The Transparent Mr. Collins
by Geoff Kelly - posted 9:49 am, October 31, 2008
I’ll return to Steve Pigeon’s chronic deficiencies in the realm of campaign finance disclosure filings later today or tomorrow. (Next stop: Pigeon loyalist Gary Parenti’s 2006 campaign for the 158th District Assembly seat.)
But for now I’d like to turn to another fellow who won’t always share numbers with the public, or even with his colleagues: Erie County Executive Chris Collins.
On Wednesday, Erie County Comptroller Mark Poloncarz released an analysis of Collins’ first budget. (Here’s the 40-page document if you’d like to read it for yourself. I’ll digest it here later, after listening to Poloncarz present his analysis to the Erie County Legislature this morning.)
Wednesday was October 29. According to the county charter, the comptroller ought to have released an analysis of the essential architecture of the budget—that is, its revenue and major expenditure forecasts—by October 15. That is also the date by which the executive must release his budget for the upcoming financial year. The intention, clearly, is that the legislature be presented with the executive’s budget and the comptroller’s analysis at the same time, so that legislators can weigh both and consider how to proceed.
Here’s the relevant passage in the county charter:
On or before the 1st day of October the county executive shall submit to the comptroller all revenue estimates and expenditure estimates for Medicaid, public assistance, and pension contributions and health care insurance costs for county employees to be used in the proposed budget. The comptroller shall review all revenue estimates and expenditure estimates for Medicaid, public assistance and pension contributions and health care insurance costs for county employees to be used in the proposed tentative budget prepared by the county executive and submit to the Legislature in writing by the 15th of October a report indicating whether or not such estimates are suitable estimates for the upcoming fiscal year. Should the comptroller determine that any such revenue or expenditure estimate is not suitable for the upcoming fiscal year, the Legislature, upon notice from the comptroller may revise any such revenue estimate downward upon a two-thirds majority vote and may revise any such expenditure estimate upward by a majority vote. The Legislature shall not revise any such revenue estimate upward.
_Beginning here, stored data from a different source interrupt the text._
//! View-model types for the ticker detail view.
//!
//! Every numeric field is `Option<f64>`/`Option<u32>`; `None` renders as a
//! placeholder. Values only become `Some` after passing the finite-number
//! checks in [`crate::normalize`].

use serde::{Deserialize, Serialize};

/// Advisory shown when no API key is configured.
pub const NOTICE_MISSING_CREDENTIAL: &str = "Add credential to load live data.";
/// Advisory shown when the price series had to be replaced by mock data.
pub const NOTICE_LIVE_UNAVAILABLE: &str = "Live data unavailable; showing mock performance.";

/// One point on the price chart.
#[derive(Debug, Clone, PartialEq, Serialize, Deserialize)]
pub struct PricePoint {
    /// Calendar date for live data, step index for synthetic data.
    pub date: String,
    pub value: f64,
}

/// Latest valuation snapshot.
#[derive(Debug, Clone, Default, PartialEq, Serialize, Deserialize)]
#[serde(rename_all = "camelCase")]
pub struct KeyMetrics {
    pub pe: Option<f64>,
    pub ps: Option<f64>,
    pub ev_to_ebitda: Option<f64>,
    pub market_cap: Option<f64>,
    pub fcf_per_share: Option<f64>,
}

/// One quarterly income statement.
#[derive(Debug, Clone, PartialEq, Serialize, Deserialize)]
#[serde(rename_all = "camelCase")]
pub struct IncomeQuarter {
    pub date: String,
    pub revenue: Option<f64>,
    pub net_income: Option<f64>,
}

/// Analyst recommendation counts, price targets, and next-quarter EPS.
///
/// Filled by two independent queries: the consensus query owns everything
/// except `eps_next_quarter`, which only the EPS estimate query writes.
#[derive(Debug, Clone, Default, PartialEq, Serialize, Deserialize)]
#[serde(rename_all = "camelCase")]
pub struct AnalystOutlook {
    pub buy: Option<u32>,
    pub hold: Option<u32>,
    pub sell: Option<u32>,
    pub strong_buy: Option<u32>,
    pub strong_sell: Option<u32>,
    pub price_target_low: Option<f64>,
    pub price_target_avg: Option<f64>,
    pub price_target_high: Option<f64>,
    pub eps_next_quarter: Option<f64>,
}

impl AnalystOutlook {
    /// Total number of ratings across all buckets, if any bucket is known.
    /// Saturates at `u32::MAX`.
    pub fn total_ratings(&self) -> Option<u32> {
        let buckets = [
            self.strong_buy,
            self.buy,
            self.hold,
            self.sell,
            self.strong_sell,
        ];
        if buckets.iter().all(Option::is_none) {
            return None;
        }
        Some(
            buckets
                .iter()
                .flatten()
                .fold(0u32, |total, n| total.saturating_add(*n)),
        )
    }
}

/// An insider trading filing.
#[derive(Debug, Clone, Default, PartialEq, Serialize, Deserialize)]
#[serde(rename_all = "camelCase")]
pub struct InsiderTrade {
    pub filer: Option<String>,
    pub position: Option<String>,
    pub transaction_type: Option<String>,
    pub date: Option<String>,
}

/// A news article about the ticker.
#[derive(Debug, Clone, Default, PartialEq, Serialize, Deserialize)]
#[serde(rename_all = "camelCase")]
pub struct NewsItem {
    pub headline: Option<String>,
    pub url: Option<String>,
    pub published_date: Option<String>,
    pub site: Option<String>,
}

/// Where the price chart data came from.
#[derive(Debug, Clone, Copy, PartialEq, Eq, Serialize, Deserialize)]
#[serde(rename_all = "lowercase")]
pub enum ChartSource {
    Live,
    Mock,
}

impl std::fmt::Display for ChartSource {
    fn fmt(&self, f: &mut std::fmt::Formatter<'_>) -> std::fmt::Result {
        match self {
            Self::Live => write!(f, "live"),
            Self::Mock => write!(f, "mock"),
        }
    }
}

/// Everything the detail view renders for one ticker.
///
/// Built once per fetch cycle and never modified after publication.
#[derive(Debug, Clone, PartialEq, Serialize, Deserialize)]
#[serde(rename_all = "camelCase")]
pub struct AggregationResult {
    pub ticker: String,
    pub price_history: Vec<PricePoint>,
    pub chart_source: ChartSource,
    pub key_metrics: KeyMetrics,
    pub income_quarters: Vec<IncomeQuarter>,
    pub analyst: AnalystOutlook,
    pub insider_trades: Vec<InsiderTrade>,
    pub news_items: Vec<NewsItem>,
    /// Advisory message accompanying a degraded state.
    pub notice: Option<String>,
}

impl AggregationResult {
    /// A result with every group at its default and a synthetic price series.
    pub fn fallback(ticker: &str, price_history: Vec<PricePoint>, notice: &str) -> Self {
        Self {
            ticker: ticker.to_string(),
            price_history,
            chart_source: ChartSource::Mock,
            key_metrics: KeyMetrics::default(),
            income_quarters: Vec::new(),
            analyst: AnalystOutlook::default(),
            insider_trades: Vec::new(),
            news_items: Vec::new(),
            notice: Some(notice.to_string()),
        }
    }

    /// Change from the first to the last point of the price series.
    pub fn price_change(&self) -> Option<f64> {
        let first = self.price_history.first()?.value;
        let last = self.price_history.last()?.value;
        Some(last - first)
    }

    /// Percentage change from the first to the last point of the price series.
    pub fn price_change_pct(&self) -> Option<f64> {
        let first = self.price_history.first()?.value;
        if first == 0.0 {
            return None;
        }
        self.price_change().map(|delta| delta / first * 100.0)
    }
}

#[cfg(test)]
mod tests {
    use super::*;

    fn point(date: &str, value: f64) -> PricePoint {
        PricePoint {
            date: date.to_string(),
            value,
        }
    }

    #[test]
    fn fallback_is_mock_with_notice() {
        let result =
            AggregationResult::fallback("AAPL", vec![point("0", 100.0)], NOTICE_LIVE_UNAVAILABLE);
        assert_eq!(result.chart_source, ChartSource::Mock);
        assert_eq!(result.notice.as_deref(), Some(NOTICE_LIVE_UNAVAILABLE));
        assert_eq!(result.key_metrics, KeyMetrics::default());
        assert!(result.news_items.is_empty());
    }

    #[test]
    fn price_change_spans_first_to_last() {
        let mut result = AggregationResult::fallback("X", Vec::new(), "n");
        assert_eq!(result.price_change(), None);

        result.price_history = vec![point("a", 100.0), point("b", 90.0), point("c", 110.0)];
        assert_eq!(result.price_change(), Some(10.0));
        assert_eq!(result.price_change_pct(), Some(10.0));
    }

    #[test]
    fn price_change_pct_guards_zero_start() {
        let mut result = AggregationResult::fallback("X", Vec::new(), "n");
        result.price_history = vec![point("a", 0.0), point("b", 5.0)];
        assert_eq!(result.price_change_pct(), None);
    }

    #[test]
    fn total_ratings_sums_known_buckets() {
        let outlook = AnalystOutlook {
            buy: Some(10),
            hold: Some(5),
            strong_buy: Some(3),
            ..Default::default()
        };
        assert_eq!(outlook.total_ratings(), Some(18));
        assert_eq!(AnalystOutlook::default().total_ratings(), None);
    }

    #[test]
    fn total_ratings_saturates_instead_of_overflowing() {
        let outlook = AnalystOutlook {
            buy: Some(u32::MAX),
            hold: Some(1),
            ..Default::default()
        };
        assert_eq!(outlook.total_ratings(), Some(u32::MAX));
    }

    #[test]
    fn serializes_camel_case_for_consumers() {
        let result = AggregationResult::fallback("AAPL", Vec::new(), "n");
        let json = serde_json::to_value(&result).unwrap();
        assert_eq!(json["chartSource"], "mock");
        assert!(json["keyMetrics"]["evToEbitda"].is_null());
        assert!(json.get("priceHistory").is_some());
        assert!(json.get("newsItems").is_some());
    }
}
So why didn’t Poloncarz provide an analysis by October 15, as the charter requires? My mistake: The comptroller provided analysis of the revenue and expenditure projections they’d been provided; that analysis was released on October 10. But the analysis did not include the county executive’s estimate of next year’s property tax levy.
Tim Callan, Polocarz’s deputy comptroller, told me that the county executive’s budget director, Greg Gach, sent his revenue and expenditure projections to the comptroller’s office late in the afternoon on October 1. But he would not provide an estimate of property tax revenues. That is the second largest revenue stream in the county budget—the largest, if you leave aside that portion of the sales tax that is distributed to local governments. An analysis of the budget is difficult to complete without that hefty slice of the pie chart.
Collins’ budget director argued the charter does not require that he provide the comptroller with an estimate of property tax revenues. That may be technically so, but Joel Giambra’s budget director last year provided an estimate of property tax revenues by October 1. Why wouldn’t Collins oblige this year?
According to Callan, the county executive asserted that the property tax levy is not a revenue source until the budget has been adopted. (Because who knows? Maybe the legislature will raise taxes, lower taxes, abolish taxes forever.) Still, Giambra’s budget director managed to conjure some numbers by October 1 last year, and surely Collins’ budget director had working figures to offer. Was Collins holding off on disclosing a proposed property tax increase as long as possible? Was Collins cutting Poloncarz out of the loop because he views him as a political rival? Did he hope to go directly to the legislature with his budget before a third party could cast a critical eye on it?
Poloncarz insisted that the county executive hand over his numbers. The county executive refused. So Poloncarz was not able to review the budget until the complete document was released, at the late last minute, on October 15. Two weeks later Poloncarz released his office’s analysis—but not before revealing that Collins had neglected, among other things, to reckon a $16 million debt to ECMC in his budget.